Coding comparison query
The coding comparison query compares coding by two users to measure 'inter-rater reliability'—the degree of coding agreement between them. Agreement is measured by two statistical methods:
- Percentage agreement: the number of content units on which coders agree (to code or not to code), divided by the total number of units—reported as a percentage.
- Cohen's kappa coefficient: a statistical measure that takes into account the amount of agreement expected by chance—expressed as a decimal in the range –1 to 1 (where values ≤ 0 indicate no agreement, and 1 indicates perfect agreement).
You can select specific codes or cases for comparison, in selected data files, datasets, externals and/or memos. You can also select groups of codes or files by identifying folders, static sets or classifications they belong to.
It is possible to compare coding between groups of users, however, standardly, comparisons are made between individual coders. If comparing groups, content is taken to be coded if at least one member of a group coded it. Coders are identified by their NVivo user profiles User profiles.
Comparisons can be run for text coding in data file documents (including PDFs), datasets, externals, memos, codes and cases.
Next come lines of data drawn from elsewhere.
//! WebSocket event DTOs.

use serde::{Deserialize, Serialize};
use serde_json::Value;

/// Event type tag carried in every frame's `type` field.
#[derive(Debug, Clone, Copy, PartialEq, Eq, Serialize, Deserialize)]
#[serde(rename_all = "kebab-case")]
pub enum MessageType {
    /// server → client: connection accepted, carries the socket id
    Connected,
    /// client → server: bind this socket to a registered slot
    Register,
    /// server → client: outcome of a register event
    RegisterResult,
    /// server → client: pushed message
    Message,
}

/// Sent once right after the upgrade.
#[derive(Debug, Clone, Serialize, Deserialize)]
#[serde(rename_all = "camelCase")]
pub struct ConnectedMessage {
    pub r#type: MessageType,
    pub socket_id: String,
}

/// Client-emitted registration completing the handshake from the socket side.
#[derive(Debug, Clone, Serialize, Deserialize)]
#[serde(rename_all = "camelCase")]
pub struct RegisterMessage {
    pub r#type: MessageType,
    pub user_id: String,
    pub connection_id: String,
}

/// Reply to a `register` event. `registered: false` means no matching pending
/// registration existed and the client should register again or give up.
#[derive(Debug, Clone, Serialize, Deserialize)]
#[serde(rename_all = "camelCase")]
pub struct RegisterResultMessage {
    pub r#type: MessageType,
    pub user_id: String,
    pub connection_id: String,
    pub registered: bool,
}

/// Pushed message delivered to every bound socket of a user.
#[derive(Debug, Clone, Serialize, Deserialize)]
pub struct PushEventMessage {
    pub r#type: MessageType,
    pub message: Value,
}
Coding in picture, audio and video files cannot be compared. Region coding in PDFs cannot be compared.
You can select characters, sentences or paragraphs as the unit of comparison:
Characters: Individual text characters in each code reference are used for comparison. This option provides the most accurate comparison in terms of the number of words coded.
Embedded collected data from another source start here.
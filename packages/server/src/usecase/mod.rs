//! UseCase 層
//!
//! - `registry`: 2 段階登録（register → bind）と slot のライフサイクル
//! - `push_service`: 制御プレーンとトランスポートに公開する操作、ファンアウト

pub mod error;
pub mod push_service;
pub mod registry;

pub use error::RegistryError;
pub use push_service::{PushReport, PushService};
pub use registry::ConnectionRegistry;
Sentences: Coding of whole sentences is compared. If any characters in a sentence are coded, then the entire sentence is treated as coded. The query treats all sentences equally, regardless of length.
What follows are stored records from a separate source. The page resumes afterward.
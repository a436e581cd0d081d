//! Command-line and environment configuration.

use std::time::Duration;

use clap::{Parser, ValueEnum};

/// Which `ConnectionStore` backend to run with
#[derive(Debug, Clone, Copy, PartialEq, Eq, ValueEnum)]
pub enum StorageBackend {
    /// プロセス内の HashMap（再起動で消える）
    Memory,
    /// Redis 上の JSON ドキュメント
    Redis,
}

#[derive(Parser, Debug, Clone)]
#[command(name = "notificator-server")]
#[command(about = "Real-time push relay with a two-phase register/bind handshake", long_about = None)]
pub struct Config {
    /// Host address to bind the server to
    #[arg(short = 'H', long, env = "HOST", default_value = "0.0.0.0")]
    pub host: String,

    /// Port number to bind the server to
    #[arg(short = 'p', long, env = "PORT", default_value = "3000")]
    pub port: u16,

    /// Connection store backend
    #[arg(long, env = "NOTIFICATOR_STORAGE", value_enum, default_value = "memory")]
    pub storage: StorageBackend,

    /// Shared secret expected in the X-AUTH-TOKEN header of control requests
    #[arg(long, env = "AUTH_TOKEN", hide_env_values = true)]
    pub auth_token: String,

    /// Allowed CORS origin (`*` for any)
    #[arg(long, env = "CORS_ORIGIN", default_value = "*")]
    pub cors_origin: String,

    /// Redis connection URL
    #[arg(long, env = "REDIS_URL", default_value = "redis://127.0.0.1:6379")]
    pub redis_url: String,

    /// Prefix of every Redis key written by the relay
    #[arg(long, env = "REDIS_KEY_PREFIX", default_value = "notificator")]
    pub redis_key_prefix: String,

    /// Timeout of a single Redis round trip in milliseconds
    #[arg(long, env = "REDIS_TIMEOUT_MS", default_value = "2000")]
    pub redis_timeout_ms: u64,

    /// Default log level (RUST_LOG takes precedence)
    #[arg(long, env = "LOG_LEVEL", default_value = "info")]
    pub log_level: String,
}

impl Config {
    pub fn redis_timeout(&self) -> Duration {
        Duration::from_millis(self.redis_timeout_ms)
    }
}
//! Real-time push relay server.
//!
//! Run with:
//! ```not_rust
//! AUTH_TOKEN=secret cargo run --bin notificator-server
//! cargo run --bin notificator-server -- --auth-token secret --storage redis
//! ```

use std::sync::Arc;

use clap::Parser;
use notificator_server::{
    config::{Config, StorageBackend},
    domain::ConnectionStore,
    infrastructure::store::{InMemoryConnectionStore, RedisConnectionStore},
    ui::{Server, ServerConfig},
    usecase::{ConnectionRegistry, PushService},
};
use notificator_shared::{logger::setup_logger, time::SystemClock};

#[tokio::main]
async fn main() {
    let config = Config::parse();

    // Initialize tracing
    setup_logger(
        "notificator_server",
        env!("CARGO_BIN_NAME"),
        &config.log_level,
    );

    // Initialize dependencies in order:
    // 1. ConnectionStore
    // 2. ConnectionRegistry
    // 3. PushService
    // 4. Server

    // 1. Create ConnectionStore
    let store: Arc<dyn ConnectionStore> = match config.storage {
        StorageBackend::Memory => {
            tracing::info!("Using in-memory connection store");
            Arc::new(InMemoryConnectionStore::new())
        }
        StorageBackend::Redis => {
            match RedisConnectionStore::connect(
                &config.redis_url,
                &config.redis_key_prefix,
                config.redis_timeout(),
            )
            .await
            {
                Ok(store) => Arc::new(store),
                Err(e) => {
                    tracing::error!("Failed to connect to redis: {}", e);
                    std::process::exit(1);
                }
            }
        }
    };

    // 2. Create ConnectionRegistry
    let registry = Arc::new(ConnectionRegistry::new(store, Arc::new(SystemClock)));

    // 3. Create PushService
    let push_service = Arc::new(PushService::new(registry));

    // 4. Create and run the server
    let server = Server::new(
        push_service,
        ServerConfig {
            auth_token: config.auth_token.clone(),
            cors_origin: config.cors_origin.clone(),
        },
    );
    if let Err(e) = server.run(config.host, config.port).await {
        tracing::error!("Server error: {}", e);
        std::process::exit(1);
    }
}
This option may be best if you know that all, or most, coding references in a project are complete sentences. If each sentence contains one complete concept, claim, opinion, decision etc. then your results may be more meaningful comparing sentences rather than characters—the concepts, claims, etc. are likely to be expressed in different numbers of words.
Paragraphs: Coding of whole paragraphs is compared. If any characters in a paragraph are coded, then the entire paragraph is treated as coded. The query treats all paragraphs equally, regardless of their length.
This option may be best if you know that all, or most, coding references in a project are complete paragraphs. If each paragraph contains one complete concept, claim, opinion, decision etc. then your results may be more meaningful comparing paragraphs rather than characters or sentences—the concepts, claims, etc. are likely to be expressed in different numbers of words.
You can save query configuration settings to run the same query at a later time, when more coding has been done. Queries are saved under Queries / Query Criteria in the Navigation View.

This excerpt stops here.